(Items from a data source)
┌────────
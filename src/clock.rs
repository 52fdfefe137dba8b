use chrono::{DateTime, Local};

/// Source of "now" for stamping.
///
/// The binary uses [`SystemClock`]; tests pin the time with [`FixedClock`].
pub trait Clock {
    fn now(&self) -> DateTime<Local>;
}

/// Reads the host wall clock in the local time zone.
#[derive(Debug, Default, Clone, Copy)]
pub struct SystemClock;

impl Clock for SystemClock {
    fn now(&self) -> DateTime<Local> {
        Local::now()
    }
}

/// Always returns the same instant.
#[derive(Debug, Clone, Copy)]
pub struct FixedClock(pub DateTime<Local>);

impl Clock for FixedClock {
    fn now(&self) -> DateTime<Local> {
        self.0
    }
}
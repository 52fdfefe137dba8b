use crate::error::{PreifyError, Result};
use std::ffi::{OsStr, OsString};
use std::fs;
use std::io;
use std::path::{Path, PathBuf};

/// 入力パスを絶対化し、親ディレクトリ・ベース名・拡張子に分解した結果。
#[derive(Debug)]
pub struct ResolvedPath {
    /// Absolute path of the entry to rename (`parent` joined with the final segment).
    pub absolute: PathBuf,
    pub parent: PathBuf,
    /// Final segment without its extension.
    pub base: OsString,
    /// Everything from the last `.` of the final segment, dot included; empty if none.
    pub extension: OsString,
    pub metadata: fs::Metadata,
}

/// 入力パスの存在を確認し、絶対パスへ解決して分解する。
pub fn resolve(input: &Path) -> Result<ResolvedPath> {
    let metadata = fs::metadata(input).map_err(|e| {
        if e.kind() == io::ErrorKind::NotFound {
            PreifyError::NotFound {
                path: input.to_path_buf(),
            }
        } else {
            PreifyError::io("cannot stat", input, e)
        }
    })?;

    let absolute = absolutize(input)?;
    let (parent, file_name) = match (absolute.parent(), absolute.file_name()) {
        (Some(parent), Some(name)) => (parent.to_path_buf(), name),
        _ => {
            return Err(PreifyError::io(
                "cannot rename",
                &absolute,
                io::Error::new(io::ErrorKind::InvalidInput, "path has no final segment"),
            ));
        }
    };

    let (base, extension) = split_file_name(file_name);
    Ok(ResolvedPath {
        base: base.to_os_string(),
        extension: extension.to_os_string(),
        absolute: parent.join(file_name),
        parent,
        metadata,
    })
}

/// Splits a final path segment at its last `.`.
///
/// `report.txt` gives `("report", ".txt")`, `data` gives `("data", "")` and a
/// dot file such as `.bashrc` gives `("", ".bashrc")`.
#[cfg(unix)]
pub fn split_file_name(name: &OsStr) -> (&OsStr, &OsStr) {
    use std::os::unix::ffi::OsStrExt;

    let bytes = name.as_bytes();
    match bytes.iter().rposition(|&b| b == b'.') {
        Some(idx) => (
            OsStr::from_bytes(&bytes[..idx]),
            OsStr::from_bytes(&bytes[idx..]),
        ),
        None => (name, OsStr::new("")),
    }
}

/// Splits a final path segment at its last `.`.
///
/// Names that are not valid Unicode are kept whole with no extension.
#[cfg(not(unix))]
pub fn split_file_name(name: &OsStr) -> (&OsStr, &OsStr) {
    match name.to_str().and_then(|s| s.rfind('.').map(|idx| s.split_at(idx))) {
        Some((base, ext)) => (OsStr::new(base), OsStr::new(ext)),
        None => (name, OsStr::new("")),
    }
}

/// 親ディレクトリのみ正規化し、最終要素はそのまま残す。
fn absolutize(input: &Path) -> Result<PathBuf> {
    let joined = std::path::absolute(input)
        .map_err(|e| PreifyError::io("cannot resolve absolute path of", input, e))?;

    match (joined.parent(), joined.file_name()) {
        // Keep the final segment as given so a symlink argument renames the link itself.
        (Some(parent), Some(name)) => {
            let parent = fs::canonicalize(parent)
                .map_err(|e| PreifyError::io("cannot resolve absolute path of", input, e))?;
            Ok(parent.join(name))
        }
        // `..` or the root: nothing to preserve, resolve it whole.
        _ => fs::canonicalize(&joined)
            .map_err(|e| PreifyError::io("cannot resolve absolute path of", input, e)),
    }
}

#[cfg(test)]
mod tests {
    use super::*;
    use std::fs::File;
    use tempfile::tempdir;

    fn split(name: &str) -> (&str, &str) {
        let (base, ext) = split_file_name(OsStr::new(name));
        (
            base.to_str().expect("utf-8 base"),
            ext.to_str().expect("utf-8 extension"),
        )
    }

    #[test]
    fn split_keeps_last_extension_only() {
        assert_eq!(split("report.txt"), ("report", ".txt"));
        assert_eq!(split("archive.tar.gz"), ("archive.tar", ".gz"));
        assert_eq!(split("data"), ("data", ""));
        assert_eq!(split(".bashrc"), ("", ".bashrc"));
        assert_eq!(split("trailing."), ("trailing", "."));
    }

    #[test]
    fn split_parts_rebuild_original_segment() {
        for name in ["report.txt", "archive.tar.gz", "data", ".bashrc", "a.b.c.d"] {
            let (base, ext) = split(name);
            assert_eq!(format!("{base}{ext}"), name);
        }
    }

    #[cfg(unix)]
    #[test]
    fn split_works_on_raw_bytes() {
        use std::os::unix::ffi::OsStrExt;

        let (base, ext) = split_file_name(OsStr::from_bytes(b"caf\xe9.t\xfft"));
        assert_eq!(base.as_bytes(), b"caf\xe9");
        assert_eq!(ext.as_bytes(), b".t\xfft");
    }

    #[cfg(unix)]
    #[test]
    fn resolve_stat_failure_other_than_missing_is_io() {
        // ファイル配下のパスは ENOTDIR となり、NotFound ではなく I/O エラーに分類されることを確認する。
        let temp_dir = tempdir().expect("create tmp dir");
        let file = temp_dir.path().join("plain.txt");
        File::create(&file).expect("create file");

        let err = resolve(&file.join("child")).expect_err("stat under a file must fail");
        assert!(
            matches!(err, PreifyError::Io { context: "cannot stat", .. }),
            "unexpected error: {err:?}"
        );
    }

    #[test]
    fn resolve_missing_path_is_not_found() {
        let temp_dir = tempdir().expect("create tmp dir");
        let missing = temp_dir.path().join("missing.txt");

        let err = resolve(&missing).expect_err("missing path must fail");
        assert!(matches!(err, PreifyError::NotFound { path } if path == missing));
    }

    #[test]
    fn resolve_splits_existing_file() {
        let temp_dir = tempdir().expect("create tmp dir");
        let dir = temp_dir.path().canonicalize().expect("canonicalize tmp dir");
        File::create(dir.join("report.txt")).expect("create file");

        let resolved = resolve(&temp_dir.path().join("report.txt")).expect("resolve file");
        assert_eq!(resolved.parent, dir);
        assert_eq!(resolved.absolute, dir.join("report.txt"));
        assert_eq!(resolved.base, "report");
        assert_eq!(resolved.extension, ".txt");
        assert!(resolved.metadata.is_file());
    }

    #[test]
    fn resolve_normalizes_dot_dot_in_parent() {
        let temp_dir = tempdir().expect("create tmp dir");
        let dir = temp_dir.path().canonicalize().expect("canonicalize tmp dir");
        fs::create_dir(dir.join("sub")).expect("create sub dir");
        File::create(dir.join("notes.md")).expect("create file");

        let resolved = resolve(&dir.join("sub").join("..").join("notes.md")).expect("resolve");
        assert_eq!(resolved.absolute, dir.join("notes.md"));
    }

    #[test]
    fn resolve_trailing_dot_dot_names_the_directory() {
        let temp_dir = tempdir().expect("create tmp dir");
        let dir = temp_dir.path().canonicalize().expect("canonicalize tmp dir");
        fs::create_dir_all(dir.join("outer").join("inner")).expect("create dirs");

        let resolved =
            resolve(&dir.join("outer").join("inner").join("..")).expect("resolve directory");
        assert_eq!(resolved.absolute, dir.join("outer"));
        assert_eq!(resolved.base, "outer");
        assert_eq!(resolved.extension, "");
        assert!(resolved.metadata.is_dir());
    }

    #[test]
    fn resolve_root_has_no_final_segment() {
        let err = resolve(Path::new("/")).expect_err("root cannot be renamed");
        assert!(matches!(err, PreifyError::Io { .. }));
    }

    #[cfg(unix)]
    #[test]
    fn resolve_keeps_symlink_as_final_segment() {
        let temp_dir = tempdir().expect("create tmp dir");
        let dir = temp_dir.path().canonicalize().expect("canonicalize tmp dir");
        File::create(dir.join("target.txt")).expect("create target");
        std::os::unix::fs::symlink(dir.join("target.txt"), dir.join("link.txt"))
            .expect("create symlink");

        let resolved = resolve(&dir.join("link.txt")).expect("resolve link");
        assert_eq!(resolved.absolute, dir.join("link.txt"));
        assert_eq!(resolved.base, "link");
    }

    #[cfg(unix)]
    #[test]
    fn resolve_dangling_symlink_is_not_found() {
        let temp_dir = tempdir().expect("create tmp dir");
        let link = temp_dir.path().join("dangling");
        std::os::unix::fs::symlink(temp_dir.path().join("nowhere"), &link)
            .expect("create symlink");

        let err = resolve(&link).expect_err("dangling link must fail");
        assert!(matches!(err, PreifyError::NotFound { .. }));
    }
}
└────────
▶ **Task to carry out**: Check each line above for "joined" and state how many match, answering with only the number.

▶ **Answer to the problem**: 4